Navigherai lungo la costa frastagliata di Cap de Creus, magari entrerai nella grotta di Tamariu se il mare lo permette, vedrai la strana casa di Dalí dalla baia di Port Lligat e poi avrai tempo per perderti tra i vicoli bianchi di Cadaqués e assaggiare sapori locali. Una giornata piena di piccole sorprese e aria salmastra che ti resterà addosso più di quanto immagini.
Avrai circa 90 minuti di tempo libero per esplorare Cadaqués durante il tour.
Vedrai la casa-museo di Dalí dal mare passando per la baia di Port Lligat; l’ingresso non è incluso.
No, il pranzo non è incluso, ma a Cadaqués ci sono molti ristoranti e bar dove puoi mangiare durante il tempo libero.
Il tour prevede spostamenti in veicolo climatizzato; verifica con il fornitore i dettagli sul punto di raccolta.
Sì, gli animali di supporto sono ammessi in questa escursione a Cap de Creus.
Sì, secondo le informazioni fornite il tour è accessibile anche a chi si sposta in sedia a rotelle.
La guida parla spagnolo e probabilmente inglese; chiedi al tuo operatore per altre lingue o audioguide.
Sì, ci sono opzioni di trasporto pubblico vicino ai punti di partenza di questo tour.
La giornata comprende viaggio in veicolo climatizzato, navigazione lungo la costa selvaggia di Cap de Creus, possibilità di entrare nella grotta di Tamariu se il tempo lo consente, vista sulla casa-museo di Dalí dalla baia di Port Lligat e circa 90 minuti di tempo libero per scoprire Cadaqués — porta solo la curiosità (e magari la voglia di olive).
Eravamo appena usciti da Roses quando la costa ha iniziato a cambiare — le scogliere diventavano più taglienti, il mare più agitato. Nell’aria sentivo odore di sale e qualcosa di ferroso. La nostra guida, Jordi, ci ha indicato per prima Cala Jóncols — diceva che la gente del posto ci viene all’alba solo per nuotare, ma io ero ancora mezzo addormentato e fissavo il colore delle rocce. Siamo passati davanti a Cap Norfeu e a questa roccia strana chiamata “il Gatto” (se stringi gli occhi, sembra davvero un gatto). Si parlava di entrare nella grotta di Tamariu se il tempo reggeva; abbiamo aspettato il cenno di Jordi e un attimo di silenzio prima di infilarci dentro. L’eco era così forte che mi è quasi venuto da ridere.
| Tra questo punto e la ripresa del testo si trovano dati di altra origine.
//! Request bodies, query parameters and multipart forms accepted by the API.
//!
//! Every form is checked with `validator` first; value-object construction
//! then adds its own failures. Both end up in a [`FieldErrors`] map keyed by
//! the JSON field name.

use std::collections::BTreeMap;
use std::fmt::{Display, Formatter};

use serde::Serialize;
use validator::ValidationErrors;

use crate::domain::types::TypeConstraintError;

pub mod cliente;
pub mod image;
pub mod vehiculo;

/// Field name to the first validation message reported for it.
#[derive(Debug, Clone, Default, PartialEq, Eq, Serialize)]
#[serde(transparent)]
pub struct FieldErrors(BTreeMap<String, String>);

impl FieldErrors {
    pub fn new() -> Self {
        Self::default()
    }

    /// Records `message` unless `field` already has one.
    pub fn insert(&mut self, field: &str, message: impl Into<String>) {
        self.0
            .entry(to_camel_case(field))
            .or_insert_with(|| message.into());
    }

    pub fn get(&self, field: &str) -> Option<&str> {
        self.0.get(field).map(String::as_str)
    }

    pub fn contains(&self, field: &str) -> bool {
        self.0.contains_key(field)
    }

    pub fn is_empty(&self) -> bool {
        self.0.is_empty()
    }

    /// `Ok(value)` when no field failed.
    pub fn into_result<T>(self, value: T) -> Result<T, FieldErrors> {
        if self.is_empty() { Ok(value) } else { Err(self) }
    }

    /// Runs a value-object constructor on an optional input, recording a
    /// failure under `field`.
    pub(crate) fn check<T, V>(
        &mut self,
        field: &str,
        value: Option<V>,
        message: &str,
        build: impl FnOnce(V) -> Result<T, TypeConstraintError>,
    ) -> Option<T> {
        match build(value?) {
            Ok(built) => Some(built),
            Err(err) => {
                log::debug!("Field {field} rejected: {err}");
                self.insert(field, message);
                None
            }
        }
    }
}

impl From<&ValidationErrors> for FieldErrors {
    fn from(errors: &ValidationErrors) -> Self {
        let mut fields = Self::new();
        // Sort so the first message per field does not depend on hash order.
        let mut entries: Vec<_> = errors.field_errors().into_iter().collect();
        entries.sort_by(|a, b| a.0.cmp(&b.0));

        for (field, field_errors) in entries {
            if let Some(first) = field_errors.first() {
                let message = first
                    .message
                    .as_ref()
                    .map(|m| m.to_string())
                    .unwrap_or_else(|| first.code.to_string());
                fields.insert(&field, message);
            }
        }
        fields
    }
}

impl Display for FieldErrors {
    fn fmt(&self, f: &mut Formatter<'_>) -> std::fmt::Result {
        let joined = self
            .0
            .iter()
            .map(|(field, message)| format!("{field}: {message}"))
            .collect::<Vec<_>>()
            .join(", ");
        write!(f, "{joined}")
    }
}

/// Converts `codigo_postal` into `codigoPostal`.
fn to_camel_case(field: &str) -> String {
    let mut out = String::with_capacity(field.len());
    let mut upper = false;
    for ch in field.chars() {
        if ch == '_' {
            upper = true;
        } else if upper {
            out.extend(ch.to_uppercase());
            upper = false;
        } else {
            out.push(ch);
        }
    }
    out
}

#[cfg(test)]
mod tests {
    use validator::ValidationError;

    use super::*;

    #[test]
    fn camel_case_conversion() {
        assert_eq!(to_camel_case("codigo_postal"), "codigoPostal");
        assert_eq!(to_camel_case("marca"), "marca");
        assert_eq!(to_camel_case("is_deleted"), "isDeleted");
    }

    #[test]
    fn first_message_per_field_wins() {
        let mut errors = FieldErrors::new();
        errors.insert("nombre", "primero");
        errors.insert("nombre", "segundo");
        assert_eq!(errors.get("nombre"), Some("primero"));
    }

    #[test]
    fn validation_errors_use_message_or_code() {
        let mut errors = ValidationErrors::new();
        errors.add(
            "codigo_postal",
            ValidationError::new("length").with_message("demasiado corto".into()),
        );
        errors.add("marca", ValidationError::new("required"));

        let fields = FieldErrors::from(&errors);
        assert_eq!(fields.get("codigoPostal"), Some("demasiado corto"));
        assert_eq!(fields.get("marca"), Some("required"));
    }

    #[test]
    fn into_result_reports_failures() {
        assert_eq!(FieldErrors::new().into_result(3), Ok(3));
        let mut errors = FieldErrors::new();
        errors.insert("km", "negativo");
        assert!(errors.into_result(()).is_err());
    }

    #[test]
    fn serializes_as_flat_map() {
        let mut errors = FieldErrors::new();
        errors.insert("stock", "requerido");
        let json = serde_json::to_value(&errors).unwrap();
        assert_eq!(json, serde_json::json!({"stock": "requerido"}));
    }
}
La navigazione lungo Cap de Creus sembrava un labirinto — scogliere di ardesia ovunque, piccole calette nascoste, il vento che mi incollava i capelli al viso. A un certo punto qualcuno ha chiesto quanto fosse alto il promontorio (672 metri, ovviamente Jordi sapeva tutto). Da lì il mare sembrava infinito. Al ritorno siamo scivolati nella baia di Port Lligat. Dal mare si vede la casa di Salvador Dalí — bianca, strana, con quelle forme a uovo sul tetto. Ho provato a dire “Dalí” con l’accento catalano; Jordi ha sorriso ma non mi ha corretto.
Siamo sbarcati a Cadaqués e abbiamo avuto circa 90 minuti per girare. Sembra un paese fermo nel tempo — case bianche ovunque, persiane blu, qualche tocco Art Nouveau un po’ a caso che però funziona. Il lunedì mattina c’è il mercato in piazza; se sei fortunato lo trovi e senti l’odore di pesce alla griglia che si mescola al caffè dei bar minuscoli (io l’ho trovato). La chiesa di Santa Maria è in cima — dentro oro ovunque, così luminoso che dopo il sole quasi dava fastidio agli occhi. Mi sono perso in un vicolo cercando tapas e alla fine ho comprato olive da una signora anziana che non parlava inglese ma sorrideva lo stesso.
Continuo a pensare a quella luce sull’acqua vicino a Cap de Creus — sembrava selvaggia ma anche accogliente, in un certo senso. Non credo sarei venuto qui senza qualcuno che mi guidasse tra tutti questi dettagli nascosti.